By adopting the technical scheme, the invention has the beneficial effects that:
1. by adopting the solar greenhouse tomato bumblebee pollination management method, the bumblebee is slightly influenced by temperature change, the activity is high, the bumblebee pollination work efficiency is high, the pollination quality is good, the pollination is more uniform, and the tomato pollination rate reaches 89.6-92.1%;
2. by adopting the solar greenhouse tomato bumblebee pollination management method, the fruit quality can be improved, the fruit quality is good, the yield is high, and the fruit setting rate of the tomatoes reaches 97.9-98.5%;
3. by adopting the solar greenhouse tomato bumblebee pollination management method, the whole process can be tracked, and problems can be found and remedied in time;
the present invention will be further described with reference to the following embodiments.
Detailed Description
The following examples are intended to illustrate the invention, but are not intended to limit the scope of the invention.

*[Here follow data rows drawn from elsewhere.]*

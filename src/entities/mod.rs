//! Entity module - Contains all SeaORM entity definitions for local storage.
//! These entities represent the on-device tables backing the persistence
//! bridge. Each entity has a Model struct for data and an Entity struct for
//! operations.

pub mod storage_entry;

// Re-export specific types to avoid conflicts
pub use storage_entry::{
    Column as StorageEntryColumn, Entity as StorageEntry, Model as StorageEntryModel,
};
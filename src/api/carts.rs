//! Cart list endpoint and server-shape conversion.
//!
//! The server's cart objects arrive loosely shaped (optional store info,
//! optional price ceilings, count-only carts). Conversion into the local
//! [`Cart`] model happens here, at the edge: defaults are filled in, line
//! totals are recomputed so the local price invariants hold regardless of
//! what the payload carried, and carts with nothing to render are dropped.

use serde::Deserialize;

use crate::core::cart::{Cart, CartItem, Customization, ProductSnapshot, StoreRef};
use crate::errors::Result;

use super::Connection;

/// Store info embedded in a server cart.
#[derive(Debug, Clone, Deserialize)]
pub struct ServerStore {
    /// Store id.
    #[serde(rename = "_id")]
    pub id: String,
    /// Store display name, when the server has one.
    #[serde(default)]
    pub name: Option<String>,
}

/// Product fields embedded in a server cart item.
#[derive(Debug, Clone, Deserialize)]
pub struct ServerProduct {
    /// Product display name.
    pub name: String,
    /// Primary image URL.
    #[serde(default)]
    pub image_url: Option<String>,
    /// Base unit price.
    #[serde(default)]
    pub price: f64,
    /// Stock flag; assumed in stock when the server omits it.
    #[serde(default = "default_true")]
    pub in_stock: bool,
    /// Whether the product supports customizations.
    #[serde(default)]
    pub customizable: bool,
    /// Linked customization group ids.
    #[serde(default)]
    pub custom_group_ids: Vec<String>,
}

/// Customization selection on a server cart item.
#[derive(Debug, Clone, Deserialize)]
pub struct ServerCustomization {
    /// Custom group id.
    pub group_id: String,
    /// Selected option id.
    pub option_id: String,
    /// Option display name.
    #[serde(default)]
    pub name: String,
    /// Unit price delta.
    #[serde(default)]
    pub unit_price: f64,
    /// Extended price, when the server sends one.
    #[serde(default)]
    pub total_price: Option<f64>,
    /// Ordered units; defaults to one.
    #[serde(default = "default_one")]
    pub order_qty: u32,
}

/// One item in a server cart.
#[derive(Debug, Clone, Deserialize)]
pub struct ServerCartItem {
    /// Item id.
    #[serde(rename = "_id")]
    pub id: String,
    /// Product slug.
    #[serde(default)]
    pub slug: String,
    /// Catalog id.
    #[serde(default)]
    pub catalog_id: String,
    /// Quantity.
    pub quantity: u32,
    /// Effective unit price.
    pub unit_price: f64,
    /// Pre-discount unit price ceiling; falls back to the unit price.
    #[serde(default)]
    pub unit_max_price: Option<f64>,
    /// Selected customizations.
    #[serde(default)]
    pub customizations: Vec<ServerCustomization>,
    /// Embedded product snapshot.
    pub product: ServerProduct,
}

/// One cart as the server reports it.
#[derive(Debug, Clone, Deserialize)]
pub struct ServerCart {
    /// Server-side cart id.
    #[serde(rename = "_id")]
    pub id: String,
    /// Owning store id, when present.
    #[serde(default)]
    pub store_id: Option<String>,
    /// Embedded store info, when present.
    #[serde(default)]
    pub store: Option<ServerStore>,
    /// Items; may be empty for count-only payloads.
    #[serde(default)]
    pub cart_items: Vec<ServerCartItem>,
    /// Server-reported item count, for payloads that omit the items.
    #[serde(rename = "cartItemsCount", default)]
    pub cart_items_count: Option<u32>,
}

impl ServerCart {
    /// Whether the server reports anything in this cart.
    #[must_use]
    pub fn has_items(&self) -> bool {
        !self.cart_items.is_empty() || self.cart_items_count.unwrap_or(0) > 0
    }
}

/// Fetches the signed-in user's carts.
pub async fn fetch_user_carts(conn: &Connection) -> Result<Vec<ServerCart>> {
    conn.get("carts", &[]).await
}

/// Converts server carts to the local shape, keeping only carts with items.
#[must_use]
pub fn into_local_carts(server_carts: Vec<ServerCart>) -> Vec<Cart> {
    server_carts
        .into_iter()
        .filter(ServerCart::has_items)
        .map(into_local_cart)
        .collect()
}

fn into_local_cart(cart: ServerCart) -> Cart {
    let store = resolve_store(&cart);
    Cart {
        store_id: store.id,
        store_name: store.name,
        items: cart.cart_items.into_iter().map(into_local_item).collect(),
    }
}

/// Missing store info defaults to a placeholder keyed by the best id we
/// have: the explicit store id if any, otherwise the server cart id.
fn resolve_store(cart: &ServerCart) -> StoreRef {
    let id = cart
        .store_id
        .clone()
        .or_else(|| cart.store.as_ref().map(|s| s.id.clone()))
        .unwrap_or_else(|| cart.id.clone());

    let mut store = StoreRef::unknown(id);
    if let Some(name) = cart.store.as_ref().and_then(|s| s.name.clone()) {
        store.name = name;
    }
    store
}

fn into_local_item(item: ServerCartItem) -> CartItem {
    let customizations = item
        .customizations
        .into_iter()
        .map(|c| {
            let total_price = c
                .total_price
                .unwrap_or(c.unit_price * f64::from(c.order_qty));
            Customization {
                group_id: c.group_id,
                option_id: c.option_id,
                name: c.name,
                unit_price: c.unit_price,
                total_price,
                order_qty: c.order_qty,
            }
        })
        .collect();

    let mut local = CartItem {
        id: item.id,
        slug: item.slug,
        catalog_id: item.catalog_id,
        quantity: item.quantity,
        unit_price: item.unit_price,
        unit_max_price: item.unit_max_price.unwrap_or(item.unit_price),
        total_price: 0.0,
        total_max_price: 0.0,
        customizations,
        product: ProductSnapshot {
            name: item.product.name,
            image_url: item.product.image_url,
            base_price: item.product.price,
            in_stock: item.product.in_stock,
            customizable: item.product.customizable,
            custom_group_ids: item.product.custom_group_ids,
        },
    };
    // Totals are recomputed locally rather than trusted from the payload.
    local.reprice();
    local
}

const fn default_true() -> bool {
    true
}

const fn default_one() -> u32 {
    1
}

#[cfg(test)]
mod tests {
    #![allow(clippy::unwrap_used)]
    #![allow(clippy::float_cmp)]
    use super::*;

    fn fixture() -> Vec<ServerCart> {
        serde_json::from_str(
            r#"[
                {
                    "_id": "cart-1",
                    "store_id": "store-1",
                    "store": {"_id": "store-1", "name": "Corner Grocer"},
                    "cart_items": [
                        {
                            "_id": "item-1",
                            "slug": "organic-milk",
                            "catalog_id": "cat-1",
                            "quantity": 2,
                            "unit_price": 50.0,
                            "unit_max_price": 60.0,
                            "product": {
                                "name": "Organic Milk",
                                "image_url": "https://cdn.example.com/milk.png",
                                "price": 60.0,
                                "in_stock": true,
                                "customizable": false
                            }
                        }
                    ]
                },
                {
                    "_id": "cart-2",
                    "cart_items": [
                        {
                            "_id": "item-2",
                            "quantity": 1,
                            "unit_price": 120.0,
                            "customizations": [
                                {
                                    "group_id": "g1",
                                    "option_id": "o1",
                                    "name": "Extra shot",
                                    "unit_price": 30.0
                                }
                            ],
                            "product": {"name": "Latte", "price": 120.0, "customizable": true}
                        }
                    ]
                },
                {
                    "_id": "cart-3",
                    "store_id": "store-3",
                    "cart_items": [],
                    "cartItemsCount": 0
                }
            ]"#,
        )
        .unwrap()
    }

    #[test]
    fn cartless_payload_is_filtered_out() {
        let local = into_local_carts(fixture());
        assert_eq!(local.len(), 2);
    }

    #[test]
    fn store_info_is_carried_through_when_present() {
        let local = into_local_carts(fixture());
        assert_eq!(local[0].store_id, "store-1");
        assert_eq!(local[0].store_name, "Corner Grocer");
    }

    #[test]
    fn missing_store_defaults_to_unknown_with_cart_id() {
        let local = into_local_carts(fixture());
        assert_eq!(local[1].store_id, "cart-2");
        assert_eq!(local[1].store_name, "Unknown Store");
    }

    #[test]
    fn line_totals_are_recomputed_at_the_edge() {
        let local = into_local_carts(fixture());

        let milk = &local[0].items[0];
        assert_eq!(milk.total_price, 100.0);
        assert_eq!(milk.total_max_price, 120.0);

        // 120 base + 30 customization (order_qty defaulted to 1)
        let latte = &local[1].items[0];
        assert_eq!(latte.customizations[0].total_price, 30.0);
        assert_eq!(latte.total_price, 150.0);
    }

    #[test]
    fn missing_max_price_falls_back_to_unit_price() {
        let local = into_local_carts(fixture());
        let latte = &local[1].items[0];
        assert_eq!(latte.unit_max_price, latte.unit_price);
    }

    #[test]
    fn malformed_cart_payload_fails_to_decode() {
        let result = serde_json::from_str::<Vec<ServerCart>>(r#"[{"cart_items": "nope"}]"#);
        assert!(result.is_err());
    }
}
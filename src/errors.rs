//! Unified error types and result handling.
//!
//! Every fallible operation in the crate returns [`Result`]. Failures cross
//! module boundaries as typed variants rather than panics; callers branch on
//! the variant (and on [`Error::is_retryable`]) to decide between retrying,
//! degrading to cached state, or surfacing the failure.

use thiserror::Error;

/// Crate-wide error type.
#[derive(Debug, Error)]
pub enum Error {
    /// Invalid or missing configuration.
    #[error("Configuration error: {message}")]
    Config {
        /// Human-readable description of what was wrong.
        message: String,
    },

    /// Local storage (SQLite) failure.
    #[error("Storage error: {0}")]
    Database(#[from] sea_orm::DbErr),

    /// JSON (de)serialization failure, either a malformed server payload or
    /// a corrupt persisted snapshot.
    #[error("Serialization error: {0}")]
    Serialization(#[from] serde_json::Error),

    /// Transport-level failure: connect, timeout, TLS, or body read.
    #[error("Network error: {0}")]
    Network(#[from] reqwest::Error),

    /// The server answered with a non-2xx status.
    #[error("Request failed with status {status}: {body}")]
    Http {
        /// HTTP status code.
        status: u16,
        /// Response body, for diagnostics.
        body: String,
    },

    /// A URL could not be parsed or joined.
    #[error("Invalid URL: {0}")]
    Url(#[from] url::ParseError),

    /// No auth token in local storage; the call requires a signed-in user.
    #[error("No auth token in storage")]
    NotAuthenticated,

    /// A client-side precondition was not met (e.g. empty cart at checkout).
    #[error("Precondition not met: {message}")]
    Precondition {
        /// Which precondition failed.
        message: String,
    },

    /// I/O error outside the database (e.g. reading a config file).
    #[error("I/O error: {0}")]
    Io(#[from] std::io::Error),

    /// Environment variable lookup error.
    #[error("Environment variable error: {0}")]
    EnvVar(#[from] std::env::VarError),
}

impl Error {
    /// Whether retrying the failed operation can plausibly succeed.
    ///
    /// Timeouts and connection failures are transient, as are server-side
    /// (5xx) statuses. Everything else (bad payloads, 4xx, local storage,
    /// missing auth) needs a different fix than a retry.
    #[must_use]
    pub fn is_retryable(&self) -> bool {
        match self {
            Self::Network(e) => e.is_timeout() || e.is_connect(),
            Self::Http { status, .. } => *status >= 500,
            _ => false,
        }
    }
}

/// Convenience `Result` type.
pub type Result<T> = std::result::Result<T, Error>;
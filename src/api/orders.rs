//! Order list, detail, and cancellation endpoints.

use chrono::{DateTime, Utc};
use serde::{Deserialize, Serialize};

use crate::errors::Result;

use super::Connection;

/// One row of the order history list.
#[derive(Debug, Clone, Deserialize)]
pub struct OrderSummary {
    /// Order id.
    #[serde(rename = "_id")]
    pub id: String,
    /// Lifecycle state as the server reports it.
    pub state: String,
    /// Order total.
    #[serde(default)]
    pub total: f64,
    /// Seller the order was placed with.
    #[serde(default)]
    pub store_name: Option<String>,
    /// When the order was placed.
    #[serde(default)]
    pub created_at: Option<DateTime<Utc>>,
}

/// A page of the order history.
#[derive(Debug, Clone, Deserialize)]
pub struct OrdersPage {
    /// Orders on this page.
    pub orders: Vec<OrderSummary>,
    /// Total orders across all pages.
    pub count: u32,
}

/// Fetches one page of the signed-in user's order history.
pub async fn list_orders(conn: &Connection, page: u32, size: u32) -> Result<OrdersPage> {
    conn.get(
        "orders",
        &[
            ("action", "list".to_owned()),
            ("page", page.to_string()),
            ("size", size.to_string()),
        ],
    )
    .await
}

/// Delivery address on an order.
#[derive(Debug, Clone, Deserialize)]
pub struct OrderAddress {
    /// Recipient name.
    #[serde(default)]
    pub name: Option<String>,
    /// Street / building line.
    #[serde(default)]
    pub building: Option<String>,
    /// City.
    #[serde(default)]
    pub city: Option<String>,
    /// Postal code.
    #[serde(default)]
    pub area_code: Option<String>,
}

/// Fulfillment attached to an order.
#[derive(Debug, Clone, Deserialize)]
pub struct OrderFulfillment {
    /// Fulfillment id.
    pub id: String,
    /// Fulfillment category (e.g. delivery, self-pickup).
    #[serde(default)]
    pub category: Option<String>,
    /// Current fulfillment state.
    #[serde(default)]
    pub state: Option<String>,
}

/// One row of an order's price breakup; children decompose the parent and
/// are informational only.
#[derive(Debug, Clone, Deserialize)]
pub struct OrderBreakupEntry {
    /// Display label.
    pub title: String,
    /// Amount for this row.
    pub price: f64,
    /// Informational sub-rows (e.g. tax inside a fee).
    #[serde(default)]
    pub children: Vec<OrderBreakupEntry>,
}

/// One purchased line on an order.
#[derive(Debug, Clone, Deserialize)]
pub struct OrderItemLine {
    /// Item id.
    #[serde(rename = "_id")]
    pub id: String,
    /// Product name.
    pub name: String,
    /// Quantity ordered.
    pub quantity: u32,
    /// Extended line price.
    pub price: f64,
}

/// Full order detail.
#[derive(Debug, Clone, Deserialize)]
pub struct OrderDetail {
    /// Order id.
    #[serde(rename = "_id")]
    pub id: String,
    /// Lifecycle state.
    pub state: String,
    /// Purchased lines.
    #[serde(default)]
    pub items: Vec<OrderItemLine>,
    /// Delivery address.
    #[serde(default)]
    pub delivery_address: Option<OrderAddress>,
    /// Fulfillments.
    #[serde(default)]
    pub fulfillments: Vec<OrderFulfillment>,
    /// Price breakup.
    #[serde(default)]
    pub breakup: Vec<OrderBreakupEntry>,
    /// Order total.
    #[serde(default)]
    pub total: f64,
}

/// Fetches one order in full.
pub async fn order_detail(conn: &Connection, order_id: &str) -> Result<OrderDetail> {
    conn.get(
        "orders",
        &[
            ("action", "detail".to_owned()),
            ("orderId", order_id.to_owned()),
        ],
    )
    .await
}

/// Cancellation request body.
#[derive(Debug, Clone, Serialize)]
pub struct CancelOrderRequest {
    /// Order to cancel.
    pub order_id: String,
    /// Network-defined cancellation reason code.
    pub reason_code: String,
}

/// Cancellation acknowledgement.
#[derive(Debug, Clone, Deserialize)]
pub struct CancelOrderAck {
    /// Whether the cancellation was accepted.
    pub success: bool,
    /// Optional server message.
    #[serde(default)]
    pub message: Option<String>,
}

/// Requests cancellation of an order.
pub async fn cancel_order(conn: &Connection, request: &CancelOrderRequest) -> Result<CancelOrderAck> {
    conn.post("cancel", request).await
}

Method for treating 1 solar greenhouse tomato bumblebee pollination overall process management method
The tomatoes in the sunlight greenhouse are cultivated in 2018 for overwintering, planted 5 days in 11 months and pulled 25 days in 4 months in the next year, the sunlight greenhouse has poor heat preservation, the lowest temperature is 6-10 ℃ in the night in winter, and the greenhouse area is 1900m2The variety is Qindali, big fruit tomato;
the solar greenhouse is divided into two parts, the middle part is isolated by an insect-proof net, and the bumblebee pollination is carried out on one half part by adopting the scheme of the management method of the whole process of the solar greenhouse tomato bumblebee pollination in the embodiment 1 of the invention; the other half was pollinated with the conventional bumble bees of comparative example 1:
example 1: solar greenhouse tomato bumblebee pollination overall process management method
(1) The bee colony is used:
1. swarm introduction
In 20 days after 12 months, introducing 1 bee colony containing 60 worker bees when 15% of tomato plants start to bloom; the beehive placement position of the bee colony is that a soil pit with the depth of 80cm is dug in the middle of an operation row in the middle of a sunlight greenhouse, a water vat is placed in the soil pit, the upper edge of the mouth of the water vat is 15cm higher than a cultivation ridge, a support with the height of 30cm is placed at the bottom of the mouth of the water vat, the beehive is placed on the support, the diameter of the mouth of the water vat is not smaller than 2 times of the length of the beehive, a nest mouth faces south, one side of the beehive corresponding to the nest mouth is tightly attached to the inner side of the water vat, and;
the water vat is a ceramic vat;
2. swarm management
Chemical pesticide is not sprayed in the sunlight greenhouse, the honeycomb door is normally used and can be placed in and out; placing the honeycomb door in a state that the worker bees can not enter the honeycomb door only 16:00-19:00 a day before insecticide spraying, and after all worker bees return to the honeycomb, closing the honeycomb door and moving the honeycomb door out of the room;
when sugar solution is lacked in the beehive, a shallow dish is placed near the hive entrance of the beehive, cane sugar solution with the concentration of 50 percent is filled in the shallow dish, and the shallow dish is replaced 1 time every 2 days;
3. temperature control
Controlling the appropriate temperature in the greenhouse to be 10-28 ℃; when the temperature in the greenhouse is lower than 10 ℃ at night, heat preservation measures are taken.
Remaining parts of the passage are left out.